### DATA UNDER STUDY

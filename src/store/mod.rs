//! # Store Collaborators
//!
//! Interfaces to the subsystems the migration engine depends on but does not
//! own: the embedded relational store itself, the reader/writer connection
//! pool, and the snapshot/restore backup engine. The engine only ever needs a
//! writer handle for migrations and a reader handle for read-only validation
//! queries.
//!
//! [`memory::MemoryStore`] provides a test-grade implementation of all three
//! seams for unit tests and throwaway rollback rehearsals.

pub mod memory;

use std::collections::BTreeMap;
use std::sync::Arc;

use serde::{Deserialize, Serialize};

use crate::errors::ShiftResult;

/// A structured row: ordered field-name/value mapping.
pub type Row = BTreeMap<String, serde_json::Value>;

/// Hidden row-identity column injected by [`StoreHandle::select_rows`] and
/// required by [`StoreHandle::update_rows`] to address rows in place.
pub const ROWID_COLUMN: &str = "_rowid_";

/// Role requested from the connection pool.
#[derive(Debug, Clone, Copy, PartialEq, Eq)]
pub enum Role {
    Reader,
    Writer,
}

/// One column of a table, as reported by the store's metadata catalog.
#[derive(Debug, Clone, PartialEq, Eq, Serialize, Deserialize)]
pub struct ColumnInfo {
    pub name: String,
    pub data_type: String,
    pub nullable: bool,
    pub default: Option<String>,
    pub primary_key: bool,
}

/// One index, as reported by the store's metadata catalog.
#[derive(Debug, Clone, PartialEq, Eq, Serialize, Deserialize)]
pub struct IndexInfo {
    pub name: String,
    pub table: String,
    pub columns: Vec<String>,
    pub unique: bool,
}

/// One foreign-key constraint.
#[derive(Debug, Clone, PartialEq, Eq, Serialize, Deserialize)]
pub struct ForeignKeyInfo {
    pub table: String,
    pub columns: Vec<String>,
    pub referenced_table: String,
    pub referenced_columns: Vec<String>,
}

/// A referential-integrity violation found by [`StoreHandle::fk_violations`].
#[derive(Debug, Clone, Serialize, Deserialize)]
pub struct FkViolation {
    pub table: String,
    pub column: String,
    pub value: serde_json::Value,
    pub referenced_table: String,
}

/// Handle to the embedded store.
///
/// `execute_batch` is transactional: either every statement in the batch
/// takes effect or none do. Typed row access exists for the data transformer,
/// which must rewrite rows without going through SQL text.
pub trait StoreHandle: Send + Sync {
    /// Execute a script (one or more `;`-separated statements) atomically.
    fn execute_batch(&self, sql: &str) -> ShiftResult<()>;

    /// All user table names, sorted.
    fn list_tables(&self) -> ShiftResult<Vec<String>>;

    /// Column metadata for a table.
    fn table_columns(&self, table: &str) -> ShiftResult<Vec<ColumnInfo>>;

    /// Index metadata for a table.
    fn table_indexes(&self, table: &str) -> ShiftResult<Vec<IndexInfo>>;

    /// Foreign keys declared on a table.
    fn foreign_keys(&self, table: &str) -> ShiftResult<Vec<ForeignKeyInfo>>;

    /// Number of rows in a table.
    fn row_count(&self, table: &str) -> ShiftResult<u64>;

    /// Page of rows from a table, each carrying [`ROWID_COLUMN`].
    fn select_rows(&self, table: &str, offset: usize, limit: usize) -> ShiftResult<Vec<Row>>;

    /// Insert rows atomically. Any [`ROWID_COLUMN`] entries are ignored and
    /// fresh row ids assigned.
    fn insert_rows(&self, table: &str, rows: &[Row]) -> ShiftResult<()>;

    /// Update rows in place atomically, addressed by their [`ROWID_COLUMN`].
    fn update_rows(&self, table: &str, rows: &[Row]) -> ShiftResult<()>;

    /// Scan every declared foreign key for violations.
    fn fk_violations(&self) -> ShiftResult<Vec<FkViolation>>;

    /// Approximate on-disk size of the store.
    fn size_bytes(&self) -> ShiftResult<u64>;

    /// Deterministic checksum over the store's schema and data.
    fn content_checksum(&self) -> ShiftResult<String>;

    /// Independent throwaway copy of the store, for rollback rehearsals.
    /// Mutations to the copy never touch the live store.
    fn scratch_copy(&self) -> ShiftResult<Arc<dyn StoreHandle>>;
}

/// Reader/writer connection pool.
///
/// The writer handle is exclusive for the duration of a migration run; the
/// pool, not the engine, enforces that.
pub trait ConnectionPool: Send + Sync {
    fn acquire(&self, role: Role) -> ShiftResult<Arc<dyn StoreHandle>>;
    fn release(&self, handle: Arc<dyn StoreHandle>);
}

/// Snapshot/restore backup collaborator.
///
/// Both operations are synchronous from the engine's point of view. Snapshot
/// creation must not overlap an in-progress write; the engine only calls it
/// between steps while holding the writer handle.
pub trait BackupEngine: Send + Sync {
    /// Create a snapshot and return its location.
    fn snapshot(&self, label: &str) -> ShiftResult<String>;

    /// Restore the store from a snapshot location.
    fn restore(&self, path: &str) -> ShiftResult<()>;

    /// Delete a snapshot. Missing snapshots are not an error.
    fn delete(&self, path: &str) -> ShiftResult<()>;

    /// Whether a snapshot still exists at the location.
    fn exists(&self, path: &str) -> bool;
}

/// Trivial pool handing out the same embedded store handle for both roles.
///
/// Matches the single-writer model: there is exactly one store file and the
/// engine runs with exclusive access.
pub struct SingleStorePool {
    handle: Arc<dyn StoreHandle>,
}

impl SingleStorePool {
    pub fn new(handle: Arc<dyn StoreHandle>) -> Self {
        Self { handle }
    }
}

impl ConnectionPool for SingleStorePool {
    fn acquire(&self, _role: Role) -> ShiftResult<Arc<dyn StoreHandle>> {
        Ok(self.handle.clone())
    }

    fn release(&self, _handle: Arc<dyn StoreHandle>) {}
}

######

* [YOUR TASK]: Return the whole listing, keeping each word as it stands.

* [SOLUTION TO THIS PROBLEM]:
filename src/store/mod.rs
//! # Store Collaborators
//!
//! Interfaces to the subsystems the migration engine depends on but does not
//! own: the embedded relational store itself, the reader/writer connection
//! pool, and the snapshot/restore backup engine. The engine only ever needs a
//! writer handle for migrations and a reader handle for read-only validation
//! queries.
//!
//! [`memory::MemoryStore`] provides a test-grade implementation of all three
//! seams for unit tests and throwaway rollback rehearsals.

pub mod memory;

use std::collections::BTreeMap;
use std::sync::Arc;

use serde::{Deserialize, Serialize};

use crate::errors::ShiftResult;

/// A structured row: ordered field-name/value mapping.
pub type Row = BTreeMap<String, serde_json::Value>;

/// Hidden row-identity column injected by [`StoreHandle::select_rows`] and
/// required by [`StoreHandle::update_rows`] to address rows in place.
pub const ROWID_COLUMN: &str = "_rowid_";

/// Role requested from the connection pool.
#[derive(Debug, Clone, Copy, PartialEq, Eq)]
pub enum Role {
    Reader,
    Writer,
}

/// One column of a table, as reported by the store's metadata catalog.
#[derive(Debug, Clone, PartialEq, Eq, Serialize, Deserialize)]
pub struct ColumnInfo {
    pub name: String,
    pub data_type: String,
    pub nullable: bool,
    pub default: Option<String>,
    pub primary_key: bool,
}

/// One index, as reported by the store's metadata catalog.
#[derive(Debug, Clone, PartialEq, Eq, Serialize, Deserialize)]
pub struct IndexInfo {
    pub name: String,
    pub table: String,
    pub columns: Vec<String>,
    pub unique: bool,
}

/// One foreign-key constraint.
#[derive(Debug, Clone, PartialEq, Eq, Serialize, Deserialize)]
pub struct ForeignKeyInfo {
    pub table: String,
    pub columns: Vec<String>,
    pub referenced_table: String,
    pub referenced_columns: Vec<String>,
}

/// A referential-integrity violation found by [`StoreHandle::fk_violations`].
#[derive(Debug, Clone, Serialize, Deserialize)]
pub struct FkViolation {
    pub table: String,
    pub column: String,
    pub value: serde_json::Value,
    pub referenced_table: String,
}

/// Handle to the embedded store.
///
/// `execute_batch` is transactional: either every statement in the batch
/// takes effect or none do. Typed row access exists for the data transformer,
/// which must rewrite rows without going through SQL text.
pub trait StoreHandle: Send + Sync {
    /// Execute a script (one or more `;`-separated statements) atomically.
    fn execute_batch(&self, sql: &str) -> ShiftResult<()>;

    /// All user table names, sorted.
    fn list_tables(&self) -> ShiftResult<Vec<String>>;

    /// Column metadata for a table.
    fn table_columns(&self, table: &str) -> ShiftResult<Vec<ColumnInfo>>;

    /// Index metadata for a table.
    fn table_indexes(&self, table: &str) -> ShiftResult<Vec<IndexInfo>>;

    /// Foreign keys declared on a table.
    fn foreign_keys(&self, table: &str) -> ShiftResult<Vec<ForeignKeyInfo>>;

    /// Number of rows in a table.
    fn row_count(&self, table: &str) -> ShiftResult<u64>;

    /// Page of rows from a table, each carrying [`ROWID_COLUMN`].
    fn select_rows(&self, table: &str, offset: usize, limit: usize) -> ShiftResult<Vec<Row>>;

    /// Insert rows atomically. Any [`ROWID_COLUMN`] entries are ignored and
    /// fresh row ids assigned.
    fn insert_rows(&self, table: &str, rows: &[Row]) -> ShiftResult<()>;

    /// Update rows in place atomically, addressed by their [`ROWID_COLUMN`].
    fn update_rows(&self, table: &str, rows: &[Row]) -> ShiftResult<()>;

    /// Scan every declared foreign key for violations.
    fn fk_violations(&self) -> ShiftResult<Vec<FkViolation>>;

    /// Approximate on-disk size of the store.
    fn size_bytes(&self) -> ShiftResult<u64>;

    /// Deterministic checksum over the store's schema and data.
    fn content_checksum(&self) -> ShiftResult<String>;

    /// Independent throwaway copy of the store, for rollback rehearsals.
    /// Mutations to the copy never touch the live store.
    fn scratch_copy(&self) -> ShiftResult<Arc<dyn StoreHandle>>;
}

/// Reader/writer connection pool.
///
/// The writer handle is exclusive for the duration of a migration run; the
/// pool, not the engine, enforces that.
pub trait ConnectionPool: Send + Sync {
    fn acquire(&self, role: Role) -> ShiftResult<Arc<dyn StoreHandle>>;
    fn release(&self, handle: Arc<dyn StoreHandle>);
}

/// Snapshot/restore backup collaborator.
///
/// Both operations are synchronous from the engine's point of view. Snapshot
/// creation must not overlap an in-progress write; the engine only calls it
/// between steps while holding the writer handle.
pub trait BackupEngine: Send + Sync {
    /// Create a snapshot and return its location.
    fn snapshot(&self, label: &str) -> ShiftResult<String>;

    /// Restore the store from a snapshot location.
    fn restore(&self, path: &str) -> ShiftResult<()>;

    /// Delete a snapshot. Missing snapshots are not an error.
    fn delete(&self, path: &str) -> ShiftResult<()>;

    /// Whether a snapshot still exists at the location.
    fn exists(&self, path: &str) -> bool;
}

/// Trivial pool handing out the same embedded store handle for both roles.
///
/// Matches the single-writer model: there is exactly one store file and the
/// engine runs with exclusive access.
pub struct SingleStorePool {
    handle: Arc<dyn StoreHandle>,
}

impl SingleStorePool {
    pub fn new(handle: Arc<dyn StoreHandle>) -> Self {
        Self { handle }
    }
}

impl ConnectionPool for SingleStorePool {
    fn acquire(&self, _role: Role) -> ShiftResult<Arc<dyn StoreHandle>> {
        Ok(self.handle.clone())
    }

    fn release(&self, _handle: Arc<dyn StoreHandle>) {}
}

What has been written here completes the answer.